Evidence of Growing Opioid Epidemic Continues
December 23, 2016
The Agency for Healthcare Research and Quality (AHRQ) and the Pennsylvania State Coroners Association have each issued reports that provide growing evidence of a growing opioid epidemic in Pennsylvania and across the nation.
AHRQ’s Opioid-Related Inpatient Stays and Emergency Department Visits by State, 2009–2014 found that opioid-related emergency department visits rose nationally by 99 percent and inpatient stays increased by 64 percent between 2005–2014. In addition, Pennsylvania hospitals reported an increasing rate of opioid-related inpatient stays in 2014 (242 visits per 100,000 population), placing it above the national rate (224 visits per 100,000 population). This increase in opioid-related inpatient stays places Pennsylvania 14th among the 14 states and District of Columbia with rates that exceed the national rate.
In addition, the Pennsylvania State Coroners Association issued its Report on Overdose Death Statistics that found overdose deaths in the state rose by 30 percent between 2014–2015, to 3,505 deaths. This equates to nearly 10 Pennsylvanians dying each day from drug-related causes.
Earlier this year, the U.S. surgeon general released a comprehensive report detailing the state of substance abuse in America and proposing sustainable solutions to address the public health crisis. The first report of its kind, it has the same sense of urgency as the report released in 1964 that shaped public attitudes and the government’s response to the growing evidence of the health impacts of smoking.
In response, this year, Gov. Tom Wolf announced $20 million among state behavioral health budgets, Medical Assistance, and federal funding to more than double the number of Centers of Excellence to 45 locations across the state. Dr. Rachel Levine, Physician General of the Pennsylvania Department of Health, has provided a statewide standing order for naloxone, the reversal medication used to treat an overdose, to assure that it is available to anyone wishing to purchase it at any Pennsylvania pharmacy. Additionally, a package of bills was signed by Gov. Wolf to strengthen the recently started Prescription Drug Monitoring Program.

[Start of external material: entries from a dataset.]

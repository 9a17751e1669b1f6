use std::sync::Arc;

use log::info;
use sha2::{Digest, Sha256};

use crate::shard_set::ShardSet;

/// Average-utilization threshold above which a new shard is added.
pub const SCALE_THRESHOLD: f64 = 0.8;

/// Deterministic transaction-to-shard routing plus dynamic scaling.
///
/// Routing policy: the first 8 bytes of the SHA-256 digest of the sender
/// address, modulo the current shard count. The same sender always lands on
/// the same shard between scaling events, so one shard holds the
/// authoritative pending state for an address.
pub struct ShardRouter {
    shards: Arc<ShardSet>,
}

impl ShardRouter {
    pub fn new(shards: Arc<ShardSet>) -> Self {
        ShardRouter { shards }
    }

    /// Shard id responsible for a sender address.
    pub fn route_transaction(&self, sender: &str) -> u64 {
        let digest = Sha256::digest(sender.as_bytes());
        let mut prefix = [0u8; 8];
        prefix.copy_from_slice(&digest[..8]);
        u64::from_be_bytes(prefix) % self.shards.len() as u64
    }

    /// Where a queued transaction should move, if its home shard changed
    /// after a scaling event. `None` means it is already home.
    pub fn reroute_target(&self, sender: &str, current_shard: u64) -> Option<u64> {
        let home = self.route_transaction(sender);
        (home != current_shard).then_some(home)
    }

    /// Add one shard if the set is overloaded. Callers drive this from a
    /// single evaluation task, so at most one scale-up happens per tick.
    pub fn maybe_scale(&self) -> Option<u64> {
        let new_id = self.shards.scale_up_if_overloaded(SCALE_THRESHOLD)?;
        info!(
            "Average utilization exceeded {:.0}%; scaled out to {} shards",
            SCALE_THRESHOLD * 100.0,
            self.shards.len()
        );
        Some(new_id)
    }
}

In addition, HAP is working with member hospitals, health systems and other key stakeholders to adopt meaningful policy changes to improve the health care community’s response to the opioid epidemic. Earlier this year, Michael Consuelos, HAP’s senior vice president of clinical integration, testified about how Pennsylvania’s hospital are working with their communities to address the opioid epidemic. Dr. Consuelos’ testimony recognized the importance of continuing education in the prescribing of opioids, utilizing the Prescription Drug Monitoring Program, and the increased use and access to naloxone.
HAP’s key priorities include:
- Preventing new cases of opioid addiction by promoting safe prescribing, and implementing the state’s prescription drug monitoring program
- Treating people who are already addicted by expanding access to treatment and recovery
- Increasing access to life-saving overdose medications
- Focusing care for moms and infants impacted by opioid abuse
- Reducing the supply of opioids in our communities
- HAP believes that policymakers must allow for flexibility in addressing this public health crisis. A one-size-fits-all approach does not address the complexity of opioid abuse, but rather the implementation of community specific best practices
Legislatures and the administration have indicated a willingness to continue efforts to improve the state’s response to this epidemic in 2017.